Marital Unhappiness – When the Way He Sees His Wife Has Little in Common with the Way She Sees Herself
When I’m working with a couple, I sometimes find it helpful to meet with each partner alone for a session. I often find that the way they see themselves does not match with the way they are seen by the other person – so much so sometimes that I want to get them together and say, “Let me introduce you to each other.”
An example: I remember a session with a woman who complained bitterly about her husband’s coldness to her. She told of missing simple affection and cuddling together in the evening. She cried while confessing that sometimes she wanted to be held and comforted and felt so lonely and abandoned when this never happened.
Clearly this was a woman who was in touch with her need for basic physical connection with her spouse and saw herself as soft and vulnerable. On the other hand, her husband, during his individual session, described his wife as “sharp” and “accusatory.” He claimed that she regularly interrogated him. Never once did he even hint at softness or vulnerability.

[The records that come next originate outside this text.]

//! OpenType tag lookups used to label word findings

use std::fmt;

use serde::{Deserialize, Serialize};

/// Writing direction a finding should be displayed in
#[derive(Debug, Clone, Copy, PartialEq, Eq, Hash, Default, Serialize, Deserialize)]
#[serde(rename_all = "lowercase")]
pub enum TextDirection {
    #[default]
    Ltr,
    Rtl,
}

impl fmt::Display for TextDirection {
    fn fmt(&self, f: &mut fmt::Formatter<'_>) -> fmt::Result {
        f.write_str(match self {
            TextDirection::Ltr => "ltr",
            TextDirection::Rtl => "rtl",
        })
    }
}

/// BCP 47 tag for an OpenType `(script, language)` pair
///
/// Only pairs with a known display language resolve; everything else,
/// including a script without a language, yields `None`.
pub fn html_lang(script: Option<&str>, lang: Option<&str>) -> Option<&'static str> {
    match (script, lang) {
        (None, None) => Some("en"),
        (Some("latn"), Some("dflt")) => Some("en"),
        (Some("arab"), Some("ARA")) => Some("ar"),
        (Some("dev2"), Some("HIN")) => Some("hi"),
        (Some("dev2"), Some("MAR")) => Some("mr"),
        (Some("dev2"), Some("NEP")) => Some("ne"),
        (Some("latn"), Some("MOL")) => Some("mo"),
        (Some("cyrl"), Some("SRB")) => Some("sr"),
        _ => None,
    }
}

/// Direction for an OpenType script tag, left-to-right unless known otherwise
pub fn text_direction(script: Option<&str>) -> TextDirection {
    match script {
        Some("arab" | "hebr" | "syrc" | "thaa" | "nkoo") => TextDirection::Rtl,
        _ => TextDirection::Ltr,
    }
}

What was going on? Quite possibly the wife was all that both she and her husband said about her. She did want affection and at times comforting, and she was sometimes sharp and accusatory (especially, perhaps, after she didn’t get the affection she needed but did a poor job of asking for).
And undoubtedly, because of their individual past experiences, she more noticed her vulnerability and need and he more noticed her sharpness and aggressiveness.
These two needed to have a problem-solving conversation, free from mutual accusation and defensiveness. The discussion might have begun with the wife saying to her husband, “The way I want to be seen is not the way that you see me. What can we do about it?”